Recognizing that storing check images has become a commodity service, the Federal Reserve banks are preparing to transfer their archive operations to Viewpointe LLC.
The Fed said that handing off its archive to Viewpointe, in a deal that was expected to be announced today, is the next logical step in its continuing effort to pare its check-processing service.
Viewpointe said the Fed's decision solidifies its position as a "national, trusted archive," and observers said the agreement could prompt other banks with in-house archives to reconsider their image strategy.
"Archive is a commodity," Diane Scott, the president of Viewpointe's emerging business unit, said in an interview Wednesday. "It's all about the efficiency."
Nancy Atkinson, a senior analyst at the research and advisory firm Aite Group LLC in Boston, called the agreement a "market-changing announcement" and said that she expects Viewpointe to become the repository of record for nearly all U.S. check images.
"Clearly, the Fed has determined that image storage is a volume game, and Viewpointe has the volumes to be more efficient," she wrote in an e-mail. "As Viewpointe builds significant volumes of images, the factors for maintaining an individual archive will become more cost-prohibitive."

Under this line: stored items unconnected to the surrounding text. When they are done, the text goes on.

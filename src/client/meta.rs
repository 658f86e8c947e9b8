//! Meta client
//!
//! Typed filesystem metadata operations for one volume. Every call resolves
//! the owning partition through the [`PartitionRouter`] and makes one round
//! trip to that partition's leader; only inode creation rotates across
//! write targets.

use std::collections::BTreeMap;
use std::sync::{Arc, Weak};
use std::time::Duration;

use parking_lot::{Mutex, RwLock};
use serde::Serialize;
use tokio::sync::watch;
use tokio::task::JoinHandle;

use super::master::{MasterClient, VolStat, VolStatus, VolumeInfo};
use super::partition::Partition;
use super::router::PartitionRouter;
use crate::config::ClientConfig;
use crate::error::{Error, Result};
use crate::metadata::Dentry;
use crate::network::MetaTransport;
use crate::proto::{
    BatchInodeGetRequest, BatchInodeGetResponse, BatchUnlinkInodeRequest,
    BatchUnlinkInodeResponse, CreateDentryRequest, CreateInodeRequest,
    DeleteDentryResponse, DentryRequest, InodeInfo, InodeRequest, InodeResponse,
    LookupNameRequest, LookupNameResponse, LookupResponse, OpCode, Packet, ReadDirRequest,
    ReadDirResponse, ResultCode, SetAttrRequest, Status, UnlinkInodeItem, UpdateDentryRequest,
    UpdateDentryResponse,
};

/// Metadata client for one volume
pub struct MetaClient {
    volume: String,
    router: Arc<PartitionRouter>,
    master: Option<MasterClient>,
    transport: Arc<dyn MetaTransport>,
    stat: RwLock<Option<VolStat>>,
    info: RwLock<Option<VolumeInfo>>,
    refresh_interval: Duration,
    shutdown: watch::Sender<bool>,
    refresh_task: Mutex<Option<JoinHandle<()>>>,
}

Viewpointe, a New York operation owned by five large banks and International Business Machines Corp., has estimated that its systems store about 70% of the checks written in the United States and that its archive currently has about 130 billion images. It has 11 banks as archive clients, including its owners, all among the biggest U.S. financial companies.
The Fed's archive, which serves more than 1,000 banks and credit unions, would add about 10 billion images.

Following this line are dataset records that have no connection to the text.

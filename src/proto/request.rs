//! Request and response payloads carried in packet bodies

use serde::{Deserialize, Serialize};

use super::status::Status;
use crate::metadata::{Dentry, Inode};

/// Set-attr field: mode permission bits
pub const ATTR_MODE: u32 = 1 << 0;
/// Set-attr field: owner
pub const ATTR_UID: u32 = 1 << 1;
/// Set-attr field: group
pub const ATTR_GID: u32 = 1 << 2;
/// Set-attr field: modify time
pub const ATTR_MODIFY_TIME: u32 = 1 << 3;
/// Set-attr field: access time
pub const ATTR_ACCESS_TIME: u32 = 1 << 4;

/// Inode attributes returned to clients
#[derive(Debug, Clone, PartialEq, Eq, Serialize, Deserialize)]
pub struct InodeInfo {
    pub inode: u64,
    pub mode: u32,
    pub nlink: u32,
    pub size: u64,
    pub uid: u32,
    pub gid: u32,
    pub generation: u64,
    pub create_time: i64,
    pub access_time: i64,
    pub modify_time: i64,
    pub target: Option<Vec<u8>>,
    pub parent: u64,
}

impl From<&Inode> for InodeInfo {
    fn from(inode: &Inode) -> Self {
        Self {
            inode: inode.inode,
            mode: inode.mode,
            nlink: inode.nlink,
            size: inode.size,
            uid: inode.uid,
            gid: inode.gid,
            generation: inode.generation,
            create_time: inode.create_time,
            access_time: inode.access_time,
            modify_time: inode.modify_time,
            target: inode.link_target.clone(),
            parent: inode.parent,
        }
    }
}

#[derive(Debug, Clone, Serialize, Deserialize)]
pub struct CreateInodeRequest {
    pub volume: String,
    pub partition_id: u64,
    pub mode: u32,
    pub uid: u32,
    pub gid: u32,
    pub target: Option<Vec<u8>>,
    pub parent: u64,
}

/// Unlink, link, evict and get of a single inode
#[derive(Debug, Clone, Serialize, Deserialize)]
pub struct InodeRequest {
    pub partition_id: u64,
    pub inode: u64,
}

#[derive(Debug, Clone, Serialize, Deserialize)]
pub struct InodeResponse {
    pub info: InodeInfo,
}

#[derive(Debug, Clone, Serialize, Deserialize)]
pub struct BatchInodeGetRequest {
    pub partition_id: u64,
    pub inodes: Vec<u64>,
}

#[derive(Debug, Clone, Serialize, Deserialize)]
pub struct BatchInodeGetResponse {
    pub infos: Vec<InodeInfo>,
}

#[derive(Debug, Clone, Serialize, Deserialize)]
pub struct BatchUnlinkInodeRequest {
    pub partition_id: u64,
    pub inodes: Vec<u64>,
}

/// Outcome of unlinking one inode of a batch
#[derive(Debug, Clone, PartialEq, Eq, Serialize, Deserialize)]
pub struct UnlinkInodeItem {
    pub inode: u64,
    pub status: Status,
    pub info: Option<InodeInfo>,
}

#[derive(Debug, Clone, Serialize, Deserialize)]
pub struct BatchUnlinkInodeResponse {
    pub items: Vec<UnlinkInodeItem>,
}

#[derive(Debug, Clone, Serialize, Deserialize)]
pub struct CreateDentryRequest {
    pub partition_id: u64,
    pub parent: u64,
    pub name: String,
    pub inode: u64,
    pub mode: u32,
}

/// Delete and lookup of a single dentry
#[derive(Debug, Clone, Serialize, Deserialize)]
pub struct DentryRequest {
    pub partition_id: u64,
    pub parent: u64,
    pub name: String,
}

#[derive(Debug, Clone, Serialize, Deserialize)]
pub struct DeleteDentryResponse {
    pub inode: u64,
}

#[derive(Debug, Clone, Serialize, Deserialize)]
pub struct UpdateDentryRequest {
    pub partition_id: u64,
    pub parent: u64,
    pub name: String,
    pub inode: u64,
}

/// Carries the child the dentry pointed at before the update
#[derive(Debug, Clone, Serialize, Deserialize)]
pub struct UpdateDentryResponse {
    pub inode: u64,
}

#[derive(Debug, Clone, Serialize, Deserialize)]
pub struct LookupResponse {
    pub inode: u64,
    pub mode: u32,
}

#[derive(Debug, Clone, Serialize, Deserialize)]
pub struct ReadDirRequest {
    pub partition_id: u64,
    pub parent: u64,
}

#[derive(Debug, Clone, Serialize, Deserialize)]
pub struct ReadDirResponse {
    pub children: Vec<Dentry>,
}

#[derive(Debug, Clone, Serialize, Deserialize)]
pub struct LookupNameRequest {
    pub partition_id: u64,
    pub parent: u64,
    pub inode: u64,
}

#[derive(Debug, Clone, Serialize, Deserialize)]
pub struct LookupNameResponse {
    pub name: String,
}

/// Attribute update; only fields whose bit is set in `valid` are applied
#[derive(Debug, Clone, Default, PartialEq, Eq, Serialize, Deserialize)]
pub struct SetAttrRequest {
    pub partition_id: u64,
    pub inode: u64,
    pub valid: u32,
    pub mode: u32,
    pub uid: u32,
    pub gid: u32,
    pub access_time: i64,
    pub modify_time: i64,
}

#[derive(Debug, Clone, Serialize, Deserialize)]
pub struct CreatePartitionRequest {
    pub partition_id: u64,
    pub volume: String,
    pub start: u64,
    pub end: u64,
    pub members: Vec<String>,
}

#[derive(Debug, Clone, Serialize, Deserialize)]
pub struct DeletePartitionRequest {
    pub partition_id: u64,
}

#[derive(Debug, Clone, Serialize, Deserialize)]
pub struct UpdatePartitionRequest {
    pub partition_id: u64,
    pub end: u64,
}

Fred Herr, a senior vice president in the Federal Reserve System's retail payments office, said the transition would go largely unnoticed by the companies that use the FedImage archive. "Our customers will still interface with our networks, our help desk, our operations people," he said.
The Fed was in discussions with Viewpointe for more than a year, Herr said. The Fed's systems were due for an upgrading, but with check volume declining, he said, moving to the Viewpointe archive made more sense.

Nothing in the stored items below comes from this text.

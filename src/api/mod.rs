//! HTTP API Module
//!
//! Provides a read-only admin API over the partitions hosted on a metanode.

mod http;

pub use http::{AppState, HttpServer};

The central bank already has a connection to Viewpointe, so the reserve banks will be able to begin sending images of new checks to the archive perhaps as soon as the third quarter, Herr said.
Moving the stored images from the FedImage archive will take up to 18 months, he said.
David Potterson, the vice president of global research at the Financial Insights unit of International Data Group Inc., said the Fed's decision could prompt others to consider using the shared repository rather than managing their own.
"It does give you the Federal Reserve's seal of approval for storage and archive," Potterson said.
He also hypothesized that Viewpointe could use its position to develop other data storage services, such as an archive for e-mail or other records, or for data backup and disaster-recovery services.
Viewpointe has been promoting wider uses of its services. It announced an agreement with Fiserv Inc. in January 2008 to provide archive services for the Brookfield, Wis., vendor, the nation's largest nonbank check processor.
And when a group of bankers floated the idea in 2006 of clearing checks electronically across the automated clearing house network, through a group called the Check ACH Coalition, Viewpointe offered to act as a national repository where institutions could retrieve their images.
More recently, Viewpointe has expanded into check settlement and ACH, through its purchase in December of PaymentsNation, a Dallas provider of those services.
"There's a great deal of opportunity" to offer new services, Scott said. "We've always said the archive is the foundation for expanding into many different areas."
At the same time, the Fed has been pulling back from checks.
The central bank, which once ran 45 check-processing centers, said in November that by the end of 2009 it expects to have consolidated its item-processing in a pair of centers, one for handling images, in Atlanta, and the other for paper checks and adjustments, in Cleveland.
Herr said the movement away from paper-check processing continues to accelerate.
"We're pretty sure that by the end of the year we're going to be at 98% on the forward electronic receipt," he said. "For paper processing, there's not going to be much left at that point."